Vanno nella stessa direzione altri due passaggi nella fragorosa conferenza stampa. Renzi chiede a La Russa di tenere aperto il Senato una settimana in più del previsto per approvare la sua proposta contro il dissesto idrogelogico, la resurrezione della struttura che aveva creato quando era premier, Italia sicura. Il ministro Musumeci ha commentato subito senza aprire le porte ma con toni particolarmente encomiastici: “Italia sicura è una struttura particolarmente attiva e interessante.
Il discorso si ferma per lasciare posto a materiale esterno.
//! Shared helpers for integration tests.

#![allow(dead_code)]

use std::collections::VecDeque;
use std::sync::atomic::{AtomicUsize, Ordering};
use std::sync::{Arc, Mutex};
use std::time::Duration;

use async_trait::async_trait;
use roomsync::channel::LoopbackHub;
use roomsync::gateway::{CommandRequest, CompletionGateway};
use roomsync::session::{SessionUpdate, SyncSession};
use roomsync::{Result, SyncConfig, SyncError};

/// Completion service double: counts calls, records queries and replays
/// canned outcomes in order. Once the script runs out it answers `"ok"`.
#[derive(Default)]
pub struct ScriptedGateway {
    calls: AtomicUsize,
    queries: Mutex<Vec<String>>,
    script: Mutex<VecDeque<std::result::Result<String, String>>>,
    delay: Option<Duration>,
}

impl ScriptedGateway {
    pub fn new() -> Arc<Self> {
        Arc::new(Self::default())
    }

    pub fn with_script(outcomes: Vec<std::result::Result<&str, &str>>) -> Arc<Self> {
        let gw = Self::default();
        if let Ok(mut script) = gw.script.lock() {
            script.extend(
                outcomes
                    .into_iter()
                    .map(|o| o.map(str::to_string).map_err(str::to_string)),
            );
        }
        Arc::new(gw)
    }

    /// Every call sleeps for `delay` before answering.
    pub fn delayed(delay: Duration) -> Arc<Self> {
        Arc::new(Self {
            delay: Some(delay),
            ..Self::default()
        })
    }

    pub fn calls(&self) -> usize {
        self.calls.load(Ordering::SeqCst)
    }

    pub fn queries(&self) -> Vec<String> {
        self.queries.lock().unwrap().clone()
    }
}

#[async_trait]
impl CompletionGateway for ScriptedGateway {
    async fn complete(&self, request: &CommandRequest) -> Result<String> {
        self.calls.fetch_add(1, Ordering::SeqCst);
        self.queries.lock().unwrap().push(request.query.clone());
        if let Some(delay) = self.delay {
            tokio::time::sleep(delay).await;
        }
        let next = self.script.lock().unwrap().pop_front();
        match next {
            Some(Ok(text)) => Ok(text),
            Some(Err(reason)) => Err(SyncError::AssistantUnavailable(reason)),
            None => Ok("ok".to_string()),
        }
    }
}

pub fn config(name: &str) -> SyncConfig {
    SyncConfig {
        username: name.to_string(),
        ..SyncConfig::default()
    }
}

pub fn loopback_session(hub: &LoopbackHub, name: &str, gateway: Arc<ScriptedGateway>) -> SyncSession {
    SyncSession::new(&config(name), Arc::new(hub.connect(name)), gateway)
}

/// Tick until nothing happens for `quiet`, returning every update seen.
pub async fn settle_for(session: &mut SyncSession, quiet: Duration) -> Vec<SessionUpdate> {
    let mut updates = Vec::new();
    while let Ok(Some(update)) = tokio::time::timeout(quiet, session.tick()).await {
        updates.push(update);
    }
    updates
}

pub async fn settle(session: &mut SyncSession) -> Vec<SessionUpdate> {
    settle_for(session, Duration::from_millis(100)).await
}
use std::path::PathBuf;

use clap::{Args as ClapArgs, Parser, Subcommand};

use crate::config::SyncConfig;
use crate::error::Result;
use crate::gateway::Provider;

#[derive(Parser, Debug)]
#[command(name = "roomsync")]
#[command(version)]
#[command(about = "Shared chat and document rooms with an @ai assistant")]
pub struct Args {
    /// TOML config file; every field is optional
    #[arg(long, short, global = true)]
    pub config: Option<PathBuf>,

    #[command(subcommand)]
    pub command: Command,
}

#[derive(Subcommand, Debug)]
pub enum Command {
    /// Run the relay hub
    Serve {
        /// Address to listen on
        #[arg(long, default_value = "127.0.0.1:8787")]
        bind: String,
    },
    /// Join a room as an interactive terminal participant
    Join(JoinArgs),
}

#[derive(ClapArgs, Debug, Default)]
pub struct JoinArgs {
    /// Room code
    pub room: Option<String>,

    /// Display name
    #[arg(long, short)]
    pub name: Option<String>,

    /// Hub base URL, e.g. ws://127.0.0.1:8787
    #[arg(long)]
    pub hub: Option<String>,

    /// Assistant provider: gemini or openai
    #[arg(long, value_enum)]
    pub provider: Option<Provider>,

    /// Assistant model (defaults per provider)
    #[arg(long)]
    pub model: Option<String>,

    /// Quiet period before typing-pause, in milliseconds
    #[arg(long)]
    pub quiet_ms: Option<u64>,
}

impl JoinArgs {
    /// Flags win over file values.
    pub fn apply(&self, cfg: &mut SyncConfig) {
        if let Some(room) = &self.room {
            cfg.room = room.clone();
        }
        if let Some(name) = &self.name {
            cfg.username = name.clone();
        }
        if let Some(hub) = &self.hub {
            cfg.hub_url = hub.clone();
        }
        if let Some(provider) = self.provider {
            if provider != cfg.assistant.provider {
                // Provider-specific defaults must follow the new provider.
                cfg.assistant.model.clear();
                cfg.assistant.api_key_env.clear();
                cfg.assistant.max_output_tokens = None;
            }
            cfg.assistant.provider = provider;
        }
        if let Some(model) = &self.model {
            cfg.assistant.model = model.clone();
        }
        if let Some(ms) = self.quiet_ms {
            cfg.presence.quiet_period_ms = ms;
        }
    }
}

impl Args {
    /// Load the config file (or defaults) without applying flags.
    pub fn load_config(&self) -> Result<SyncConfig> {
        match &self.config {
            Some(path) => SyncConfig::load(path),
            None => Ok(SyncConfig::default()),
        }
    }
}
Molte di quelle competenze sono state acquisite nel dipartimento Casa Italia. Un lavoro ancora più analitico consentirà di non disperdere quel patrimonio di competenze”.
Il capo di Iv ha anche confermato il sostegno alla commissione d’inchiesta sul Covid, nonostante l’indicazione opposta del capo dello Stato. Abile, capovolge, nonostante il tono falsamente rispettoso, le argomentazioni costituzionali di Mattarella: “Sono certo che una personalità come il presidente mai immaginerebbe di interferire in un dibattito parlamentare in corso”. La mossa di ieri garantisce a Renzi anche altri vantaggi. La sfrutterà per tenere banco e imporsi come protagonista, nonostante l’inconsistenza elettorale del suo partito, di qui alle elezioni europee: condizione essenziale per cercare di imporsi come vero punto di riferimento di un soggetto centrista che, almeno nei suoi sogni e nei suoi desideri, si estenderebbe sino a Fi e occuperebbe la postazione ambita di ago della bilancia.
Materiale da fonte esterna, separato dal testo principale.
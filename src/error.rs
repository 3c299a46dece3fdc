//! Crate-level error type.
//!
//! Every failure in the sync core maps to one [`SyncError`] variant. None of
//! them is fatal to a session: callers log and degrade into a chat entry or an
//! inline error string.

use thiserror::Error;

/// Errors raised by the transport adapter, the assistant pipeline, and the
/// local stores.
#[derive(Debug, Error)]
pub enum SyncError {
    /// The event channel is not (or no longer) established.
    #[error("transport unavailable: {0}")]
    TransportUnavailable(String),

    /// Any completion-call failure: network, non-2xx, malformed body, missing text.
    #[error("assistant unavailable: {0}")]
    AssistantUnavailable(String),

    /// The trigger token was sent with nothing after it.
    #[error("assistant command has no query")]
    EmptyCommand,

    /// An entry with this id is already in the transcript.
    #[error("duplicate chat entry '{id}'")]
    DuplicateEntry { id: String },

    /// The command router is dispatching and refuses new submissions.
    #[error("assistant is busy with a previous request")]
    Busy,

    /// A local edit targeted a file that is not the active document.
    #[error("file '{file_id}' is not the active document")]
    InactiveFile { file_id: String },

    #[error("configuration error: {0}")]
    Config(String),

    #[error("I/O error: {0}")]
    Io(#[from] std::io::Error),

    #[error("JSON error: {0}")]
    Json(#[from] serde_json::Error),
}

impl SyncError {
    /// Short human-readable message for inline display in the input surface.
    ///
    /// Assistant failures are shown as `Error: <reason>`; everything else uses
    /// the `Display` text.
    pub fn inline_message(&self) -> String {
        match self {
            SyncError::AssistantUnavailable(reason) => format!("Error: {reason}"),
            other => other.to_string(),
        }
    }

    pub fn is_transport(&self) -> bool {
        matches!(self, SyncError::TransportUnavailable(_))
    }
}

pub type Result<T> = std::result::Result<T, SyncError>;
Infine gli offre lo strumento per mettere alle corde l’alleato e rivale Carlo Calenda. Inevitabilmente Renzi è stato interrogato anche sul caso Twiga e sullo stigma di Azione per gli esponenti di Iv presenti alla famigerata cena con Daniela Santanchè: “E’ il grillismo degli antigrillini. A me di dove vanno a cena Bonifazi o Richetti non me ne frega niente”. Incoerente è chi vuole le dimissioni della ministra ma vota contro la mozione di sfiducia, vedi alla voce Azione, non chi , come lui, le dimissioni non le vuole per questioni di garantismo e conseguentemente non appoggia la sfiducia.
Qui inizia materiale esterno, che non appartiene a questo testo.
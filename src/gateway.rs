//! Adapter around the external assistant completion service.
//!
//! Responses are validated once, here, into `Ok(text)` or
//! `Err(SyncError::AssistantUnavailable(reason))`. Network failure, non-2xx
//! status, malformed JSON and a missing text field all collapse into that one
//! error; nothing past this module inspects raw response shapes.

use std::time::Duration;

use async_trait::async_trait;
use clap::ValueEnum;
use serde::{Deserialize, Serialize};

use crate::config::AssistantConfig;
use crate::error::{Result, SyncError};

const GEMINI_BASE_URL: &str = "https://generativelanguage.googleapis.com/v1beta/models";
const OPENAI_BASE_URL: &str = "https://api.openai.com/v1";

#[derive(Debug, Clone, Copy, ValueEnum, PartialEq, Eq, Serialize, Deserialize)]
#[serde(rename_all = "lowercase")]
pub enum Provider {
    Gemini,
    Openai,
}

impl std::fmt::Display for Provider {
    fn fmt(&self, f: &mut std::fmt::Formatter<'_>) -> std::fmt::Result {
        match self {
            Provider::Gemini => write!(f, "gemini"),
            Provider::Openai => write!(f, "openai"),
        }
    }
}

impl Provider {
    pub fn default_model(&self) -> &'static str {
        match self {
            Provider::Gemini => "gemini-1.5-flash",
            Provider::Openai => "gpt-3.5-turbo",
        }
    }

    pub fn default_api_key_env(&self) -> &'static str {
        match self {
            Provider::Gemini => "GEMINI_API_KEY",
            Provider::Openai => "OPENAI_API_KEY",
        }
    }

    pub fn default_max_output_tokens(&self) -> u32 {
        match self {
            Provider::Gemini => 2048,
            Provider::Openai => 500,
        }
    }
}

/// The query extracted from an `@ai` command.
#[derive(Debug, Clone, PartialEq, Eq)]
pub struct CommandRequest {
    pub query: String,
}

impl CommandRequest {
    pub fn new(query: impl Into<String>) -> Self {
        Self { query: query.into() }
    }
}

/// One request/response exchange with a completion service.
#[async_trait]
pub trait CompletionGateway: Send + Sync {
    /// Generated text, or `SyncError::AssistantUnavailable`.
    async fn complete(&self, request: &CommandRequest) -> Result<String>;
}

// -- Gemini generateContent types -------------------------------------------

#[derive(Debug, Serialize)]
pub struct GeminiPart {
    pub text: String,
}

#[derive(Debug, Serialize)]
pub struct GeminiContent {
    pub parts: Vec<GeminiPart>,
}

#[derive(Debug, Serialize)]
#[serde(rename_all = "camelCase")]
pub struct GeminiGenerationConfig {
    pub temperature: f32,
    pub max_output_tokens: u32,
    pub top_k: u32,
    pub top_p: f32,
}

#[derive(Debug, Serialize)]
#[serde(rename_all = "camelCase")]
pub struct GeminiRequest {
    pub contents: Vec<GeminiContent>,
    pub generation_config: GeminiGenerationConfig,
}

#[derive(Debug, Deserialize)]
pub struct GeminiResponse {
    #[serde(default)]
    pub candidates: Vec<GeminiCandidate>,
}

#[derive(Debug, Deserialize)]
pub struct GeminiCandidate {
    pub content: Option<GeminiCandidateContent>,
}

#[derive(Debug, Deserialize)]
pub struct GeminiCandidateContent {
    #[serde(default)]
    pub parts: Vec<GeminiResponsePart>,
}

#[derive(Debug, Deserialize)]
pub struct GeminiResponsePart {
    pub text: Option<String>,
}

// -- OpenAI chat completion types -------------------------------------------

#[derive(Debug, Serialize)]
pub struct OpenAIChatMessage {
    pub role: String,
    pub content: String,
}

#[derive(Debug, Serialize)]
pub struct OpenAIChatRequest {
    pub model: String,
    pub messages: Vec<OpenAIChatMessage>,
    pub max_tokens: u32,
    pub temperature: f32,
}

#[derive(Debug, Deserialize)]
pub struct OpenAIResponse {
    #[serde(default)]
    pub choices: Vec<OpenAIChoice>,
}

#[derive(Debug, Deserialize)]
pub struct OpenAIChoice {
    pub message: Option<OpenAIResponseMessage>,
}

#[derive(Debug, Deserialize)]
pub struct OpenAIResponseMessage {
    pub content: Option<String>,
}

// -- Shared error body -------------------------------------------------------

#[derive(Debug, Deserialize)]
pub struct ApiErrorBody {
    pub error: Option<ApiErrorDetail>,
}

#[derive(Debug, Deserialize)]
pub struct ApiErrorDetail {
    pub message: Option<String>,
}

fn unavailable(reason: impl Into<String>) -> SyncError {
    SyncError::AssistantUnavailable(reason.into())
}

fn error_body_message(body: &[u8]) -> Option<String> {
    serde_json::from_slice::<ApiErrorBody>(body)
        .ok()
        .and_then(|b| b.error)
        .and_then(|e| e.message)
        .filter(|m| !m.is_empty())
}

/// Validate a Gemini `generateContent` response.
pub fn parse_gemini_response(status: u16, body: &[u8]) -> Result<String> {
    if !(200..300).contains(&status) {
        return Err(unavailable(
            error_body_message(body).unwrap_or_else(|| "Failed to get AI response".to_string()),
        ));
    }
    let parsed: GeminiResponse =
        serde_json::from_slice(body).map_err(|e| unavailable(format!("malformed response: {e}")))?;
    parsed
        .candidates
        .into_iter()
        .next()
        .and_then(|c| c.content)
        .and_then(|c| c.parts.into_iter().next())
        .and_then(|p| p.text)
        .filter(|t| !t.is_empty())
        .ok_or_else(|| unavailable("No response generated"))
}

/// Validate an OpenAI chat completion response.
pub fn parse_openai_response(status: u16, body: &[u8]) -> Result<String> {
    if !(200..300).contains(&status) {
        return Err(unavailable(
            error_body_message(body).unwrap_or_else(|| format!("HTTP error! status: {status}")),
        ));
    }
    let parsed: OpenAIResponse =
        serde_json::from_slice(body).map_err(|e| unavailable(format!("malformed response: {e}")))?;
    parsed
        .choices
        .into_iter()
        .next()
        .and_then(|c| c.message)
        .and_then(|m| m.content)
        .filter(|t| !t.is_empty())
        .ok_or_else(|| unavailable("Invalid response format from OpenAI"))
}

/// HTTP gateway for either supported provider.
pub struct HttpGateway {
    client: reqwest::Client,
    provider: Provider,
    model: String,
    api_key: String,
    base_url: String,
    temperature: f32,
    max_output_tokens: u32,
}

impl HttpGateway {
    /// Build from config, reading the API key from the environment.
    pub fn from_config(cfg: &AssistantConfig) -> Result<Self> {
        let api_key = cfg.api_key()?;
        Self::new(cfg, api_key)
    }

    pub fn new(cfg: &AssistantConfig, api_key: impl Into<String>) -> Result<Self> {
        let client = reqwest::Client::builder()
            .timeout(Duration::from_secs(cfg.request_timeout_secs))
            .build()
            .map_err(|e| SyncError::Config(format!("http client: {e}")))?;
        let base_url = cfg.base_url.clone().unwrap_or_else(|| match cfg.provider {
            Provider::Gemini => GEMINI_BASE_URL.to_string(),
            Provider::Openai => OPENAI_BASE_URL.to_string(),
        });
        Ok(Self {
            client,
            provider: cfg.provider,
            model: cfg.resolved_model(),
            api_key: api_key.into(),
            base_url: base_url.trim_end_matches('/').to_string(),
            temperature: cfg.temperature,
            max_output_tokens: cfg.resolved_max_output_tokens(),
        })
    }

    pub fn provider(&self) -> Provider {
        self.provider
    }

    pub fn endpoint(&self) -> String {
        match self.provider {
            Provider::Gemini => format!("{}/{}:generateContent", self.base_url, self.model),
            Provider::Openai => format!("{}/chat/completions", self.base_url),
        }
    }

    pub fn gemini_request(&self, query: &str) -> GeminiRequest {
        GeminiRequest {
            contents: vec![GeminiContent {
                parts: vec![GeminiPart { text: query.to_string() }],
            }],
            generation_config: GeminiGenerationConfig {
                temperature: self.temperature,
                max_output_tokens: self.max_output_tokens,
                top_k: 1,
                top_p: 1.0,
            },
        }
    }

    pub fn openai_request(&self, query: &str) -> OpenAIChatRequest {
        OpenAIChatRequest {
            model: self.model.clone(),
            messages: vec![OpenAIChatMessage {
                role: "user".to_string(),
                content: query.to_string(),
            }],
            max_tokens: self.max_output_tokens,
            temperature: self.temperature,
        }
    }

    /// Authenticated POST for one query. Credentials travel in headers only.
    pub fn http_request(&self, query: &str) -> reqwest::RequestBuilder {
        let url = self.endpoint();
        match self.provider {
            Provider::Gemini => self
                .client
                .post(&url)
                .header("x-goog-api-key", &self.api_key)
                .json(&self.gemini_request(query)),
            Provider::Openai => self
                .client
                .post(&url)
                .bearer_auth(&self.api_key)
                .json(&self.openai_request(query)),
        }
    }
}

#[async_trait]
impl CompletionGateway for HttpGateway {
    async fn complete(&self, request: &CommandRequest) -> Result<String> {
        let builder = self.http_request(&request.query);
        // Error text reaches the transcript and logs; keep the URL out of it.
        let response = builder.send().await.map_err(|e| {
            let e = e.without_url();
            tracing::warn!(provider = %self.provider, error = %e, "completion request failed");
            unavailable(e.to_string())
        })?;
        let status = response.status().as_u16();
        let body = response
            .bytes()
            .await
            .map_err(|e| unavailable(e.without_url().to_string()))?;

        let outcome = match self.provider {
            Provider::Gemini => parse_gemini_response(status, &body),
            Provider::Openai => parse_openai_response(status, &body),
        };
        if let Err(e) = &outcome {
            tracing::warn!(provider = %self.provider, status, error = %e, "completion rejected");
        }
        outcome
    }
}

/// Stand-in used when no provider could be configured. Every call fails
/// with the startup reason, so commands degrade into the apology entry.
pub struct UnavailableGateway {
    reason: String,
}

impl UnavailableGateway {
    pub fn new(reason: impl Into<String>) -> Self {
        Self { reason: reason.into() }
    }
}

#[async_trait]
impl CompletionGateway for UnavailableGateway {
    async fn complete(&self, _request: &CommandRequest) -> Result<String> {
        Err(unavailable(self.reason.clone()))
    }
}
Ma queste sono punzecchiature, servono a fiaccare l’avversario. Il colpo duro è proprio il premierato. Era nel programma di Azione ma “se ha cambiato idea…”. Per Calenda ritirarsi è difficile ma sostenere il premierato con Renzi e la destra renderebbe impraticabile ogni possibile alleanza con la sinistra di Schlein e Conte. Renzi, che sa di dover passare per una porta strettissima, mira così a rendere inevitabile la riproposizione dell’alleanza elettorale Iv-Azione, magari condita con i radicali di Magi, alle prossime europee: “Se nelle prossime settimane si vorrà fare chiarezza si dovrà indicare il percorso per le Europee”. Più chiaro di così….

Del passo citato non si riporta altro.